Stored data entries
mod common;

use rusqlite::Connection;
use umptrack_core::models::{FieldValue, Game, GameField, LeagueTable};
use umptrack_core::TrackerError;

use common::{date, references, setup_db};

fn game_count(path: &std::path::Path) -> i64 {
    let conn = Connection::open(path).unwrap();
    conn.query_row("SELECT COUNT(*) FROM games", [], |row| row.get(0))
        .unwrap()
}

#[test]
fn test_initialize_is_idempotent() {
    let (_dir, db) = setup_db();
    db.initialize().unwrap();
    db.initialize().unwrap();
    assert!(db.list_games().unwrap().is_empty());
}

#[test]
fn test_add_game_round_trip() {
    let (_dir, db) = setup_db();
    let refs = references();
    let game = Game::derive(
        "Centennial HS",
        "tssaa_hs",
        Some(date(2026, 4, 2)),
        &refs.leagues,
        14.3,
    )
    .with_volunteer(true);

    let id = db.add_game(&refs, &game).unwrap();
    let stored = db.get_game(id).unwrap().expect("game should exist");

    assert_eq!(stored.id, Some(id));
    assert_eq!(Game { id: None, ..stored }, game);
    assert_eq!(game.league, "TSSAA_HS");
    assert_eq!(game.assignor, "CCUA");
    assert_eq!(game.game_fee, 90);
}

#[test]
fn test_add_game_unknown_site_is_rejected() {
    let (_dir, db) = setup_db();
    let refs = references();
    let game = Game::derive("Unknown Field", "mtaba", Some(date(2026, 5, 1)), &refs.leagues, 0.0);

    let err = db.add_game(&refs, &game).unwrap_err();
    assert!(matches!(err, TrackerError::UnknownSite(ref s) if s == "Unknown Field"));
    assert!(err.is_validation());
    assert_eq!(game_count(db.path()), 0);
}

#[test]
fn test_add_game_unknown_league_is_rejected() {
    let (_dir, db) = setup_db();
    let refs = references();
    let game = Game::derive("Sevier Park", "beer_league", Some(date(2026, 5, 1)), &refs.leagues, 0.0);

    let err = db.add_game(&refs, &game).unwrap_err();
    assert!(matches!(err, TrackerError::UnknownLeague(_)));
    assert_eq!(err.to_string(), "BEER_LEAGUE not recognized");
    assert_eq!(game_count(db.path()), 0);
}

#[test]
fn test_add_game_creates_reference_rows() {
    let (_dir, db) = setup_db();
    let refs = references();
    for league in ["mtaba", "mtaba", "ll_minors"] {
        let game = Game::derive("Sevier Park", league, Some(date(2026, 5, 1)), &refs.leagues, 3.0);
        db.add_game(&refs, &game).unwrap();
    }

    assert_eq!(db.list_leagues().unwrap(), vec!["LL_MINORS", "MTABA"]);
    assert_eq!(db.list_assignors().unwrap(), vec!["4 STAR"]);
    let sites = db.list_sites().unwrap();
    assert_eq!(sites.len(), 1);
    assert_eq!(sites[0].name, "Sevier Park");
}

#[test]
fn test_update_fields() {
    let (_dir, db) = setup_db();
    let refs = references();
    let game = Game::derive("Sevier Park", "ll_majors", Some(date(2026, 6, 1)), &refs.leagues, 4.0);
    let id = db.add_game(&refs, &game).unwrap();

    let updates = [
        (GameField::Mileage, "11.5"),
        (GameField::GameFee, "60"),
        (GameField::FeePaid, "y"),
        (GameField::Volunteer, "true"),
        (GameField::Date, "2026-06-03"),
        (GameField::Site, "Centennial HS"),
        (GameField::League, "ovl"),
        (GameField::Assignor, "TruBlu"),
    ];
    for (field, raw) in updates {
        let value = field.parse(raw).unwrap();
        db.update_field(&refs, id, &value).unwrap();
    }

    let stored = db.get_game(id).unwrap().unwrap();
    assert_eq!(stored.mileage, 11.5);
    assert_eq!(stored.game_fee, 60);
    assert!(stored.fee_paid);
    assert!(stored.is_volunteer);
    assert_eq!(stored.date, date(2026, 6, 3));
    assert_eq!(stored.site, "Centennial HS");
    assert_eq!(stored.league, "OVL");
    assert_eq!(stored.assignor, "TruBlu");
}

#[test]
fn test_league_update_does_not_rederive() {
    let (_dir, db) = setup_db();
    let refs = references();
    let game = Game::derive("Sevier Park", "ll_minors", Some(date(2026, 6, 1)), &refs.leagues, 4.0);
    let id = db.add_game(&refs, &game).unwrap();

    db.update_field(&refs, id, &FieldValue::League("ovl".to_string()))
        .unwrap();
    let stored = db.get_game(id).unwrap().unwrap();
    assert_eq!(stored.league, "OVL");
    assert_eq!(stored.game_fee, 45);
    assert_eq!(stored.assignor, "4 Star");

    let recomputed = db.recompute_derived(&refs.leagues, id).unwrap();
    assert_eq!(recomputed.game_fee, 150);
    assert_eq!(recomputed.assignor, "TruBlu");
    assert_eq!(db.get_game(id).unwrap().unwrap(), recomputed);
}

#[test]
fn test_recompute_uses_injected_table() {
    let (_dir, db) = setup_db();
    let refs = references();
    let game = Game::derive("Sevier Park", "mtaba", Some(date(2026, 6, 1)), &refs.leagues, 4.0);
    let id = db.add_game(&refs, &game).unwrap();

    let recomputed = db.recompute_derived(&LeagueTable::default(), id).unwrap();
    assert_eq!(recomputed.game_fee, 0);
    assert_eq!(recomputed.assignor, "TBD");
}

#[test]
fn test_update_rejects_unknown_values() {
    let (_dir, db) = setup_db();
    let refs = references();
    let game = Game::derive("Sevier Park", "mtaba", Some(date(2026, 6, 1)), &refs.leagues, 4.0);
    let id = db.add_game(&refs, &game).unwrap();

    let err = db
        .update_field(&refs, id, &FieldValue::Site("Unknown Field".to_string()))
        .unwrap_err();
    assert!(matches!(err, TrackerError::UnknownSite(_)));

    let err = db
        .update_field(&refs, 999, &FieldValue::Mileage(2.0))
        .unwrap_err();
    assert!(matches!(err, TrackerError::GameNotFound(999)));

    assert_eq!(db.get_game(id).unwrap().unwrap().site, "Sevier Park");
}

#[test]
fn test_delete_game_reports_removal() {
    let (_dir, db) = setup_db();
    let refs = references();
    let game = Game::derive("Sevier Park", "mtaba", Some(date(2026, 6, 1)), &refs.leagues, 4.0);
    let id = db.add_game(&refs, &game).unwrap();

    assert!(db.delete_game(id).unwrap());
    assert!(!db.delete_game(id).unwrap());
    assert!(db.get_game(id).unwrap().is_none());
}

#[test]
fn test_fetch_unpaid_ids() {
    let (_dir, db) = setup_db();
    let refs = references();
    let mut ids = Vec::new();
    for paid in [false, true, false] {
        let game = Game::derive("Sevier Park", "mtaba", Some(date(2026, 6, 1)), &refs.leagues, 4.0)
            .with_fee_paid(paid);
        ids.push(db.add_game(&refs, &game).unwrap());
    }
    assert_eq!(db.fetch_unpaid_ids().unwrap(), vec![ids[0], ids[2]]);
}

#[test]
fn test_mark_unpaid_paid_updates_all() {
    let (_dir, db) = setup_db();
    let refs = references();
    let mut ids = Vec::new();
    for _ in 0..3 {
        let game = Game::derive("Sevier Park", "mtaba", Some(date(2026, 6, 1)), &refs.leagues, 4.0);
        ids.push(db.add_game(&refs, &game).unwrap());
    }

    assert_eq!(db.mark_unpaid_paid(&ids[..2]).unwrap(), 2);
    assert_eq!(db.fetch_unpaid_ids().unwrap(), vec![ids[2]]);
}

#[test]
fn test_mark_unpaid_paid_is_all_or_nothing() {
    let (_dir, db) = setup_db();
    let refs = references();
    let unpaid = Game::derive("Sevier Park", "mtaba", Some(date(2026, 6, 1)), &refs.leagues, 4.0);
    let paid = unpaid.clone().with_fee_paid(true);
    let a = db.add_game(&refs, &unpaid).unwrap();
    let b = db.add_game(&refs, &paid).unwrap();
    let c = db.add_game(&refs, &unpaid).unwrap();

    let err = db.mark_unpaid_paid(&[a, b, c]).unwrap_err();
    assert!(matches!(err, TrackerError::NotUnpaid(ref bad) if bad == &vec![b]));
    assert_eq!(db.fetch_unpaid_ids().unwrap(), vec![a, c]);

    let err = db.mark_unpaid_paid(&[a, 4242]).unwrap_err();
    assert!(matches!(err, TrackerError::NotUnpaid(ref bad) if bad == &vec![4242]));
    assert_eq!(db.fetch_unpaid_ids().unwrap(), vec![a, c]);

    assert!(matches!(db.mark_unpaid_paid(&[]), Err(TrackerError::NoGameIds)));
}

#[test]
fn test_validate_unpaid_writes_nothing() {
    let (_dir, db) = setup_db();
    let refs = references();
    let unpaid = Game::derive("Sevier Park", "mtaba", Some(date(2026, 6, 1)), &refs.leagues, 4.0);
    let a = db.add_game(&refs, &unpaid).unwrap();
    let b = db.add_game(&refs, &unpaid.clone().with_fee_paid(true)).unwrap();

    db.validate_unpaid(&[a]).unwrap();
    assert!(matches!(
        db.validate_unpaid(&[a, b]),
        Err(TrackerError::NotUnpaid(ref bad)) if bad == &vec![b]
    ));
    assert!(matches!(db.validate_unpaid(&[]), Err(TrackerError::NoGameIds)));
    assert_eq!(db.fetch_unpaid_ids().unwrap(), vec![a]);
}

#[test]
fn test_bulk_mark_paid_can_unmark() {
    let (_dir, db) = setup_db();
    let refs = references();
    let game = Game::derive("Sevier Park", "mtaba", Some(date(2026, 6, 1)), &refs.leagues, 4.0)
        .with_fee_paid(true);
    let id = db.add_game(&refs, &game).unwrap();

    assert_eq!(db.bulk_mark_paid(&[id], false).unwrap(), 1);
    assert_eq!(db.fetch_unpaid_ids().unwrap(), vec![id]);
    assert_eq!(db.bulk_mark_paid(&[], true).unwrap(), 0);
}

#[test]
fn test_rebuild_clears_everything() {
    let (_dir, db) = setup_db();
    let refs = references();
    let game = Game::derive("Sevier Park", "mtaba", Some(date(2026, 6, 1)), &refs.leagues, 4.0);
    db.add_game(&refs, &game).unwrap();
    db.save_site_mileage("Centennial HS", 9.9).unwrap();

    db.rebuild().unwrap();
    assert!(db.list_games().unwrap().is_empty());
    assert!(db.list_sites().unwrap().is_empty());
    assert!(db.list_leagues().unwrap().is_empty());
}

#[test]
fn test_drop_then_create_tables() {
    let (_dir, db) = setup_db();
    db.drop_tables().unwrap();
    assert!(matches!(db.list_games(), Err(TrackerError::Storage(_))));

    db.create_games_table().unwrap();
    db.create_reference_tables().unwrap();
    assert!(db.list_games().unwrap().is_empty());
    assert!(db.list_sites().unwrap().is_empty());
}

#[test]
fn test_site_mileage_cache() {
    let (_dir, db) = setup_db();
    assert_eq!(db.site_mileage("Sevier Park").unwrap(), None);

    db.save_site_mileage("Sevier Park", 0.0).unwrap();
    db.save_site_mileage("Centennial HS", 18.2).unwrap();
    assert_eq!(db.site_mileage("Sevier Park").unwrap(), Some(0.0));
    assert_eq!(db.sites_with_zero_mileage().unwrap(), vec!["Sevier Park"]);

    db.save_site_mileage("Sevier Park", 3.4).unwrap();
    assert_eq!(db.site_mileage("Sevier Park").unwrap(), Some(3.4));
    assert!(db.sites_with_zero_mileage().unwrap().is_empty());
}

## YOUR TASK
Identify each line in the entries with the word "false" and copy it.

## THE COMPLETED TASK
    for paid in [false, true, false] {
    assert_eq!(db.bulk_mark_paid(&[id], false).unwrap(), 1);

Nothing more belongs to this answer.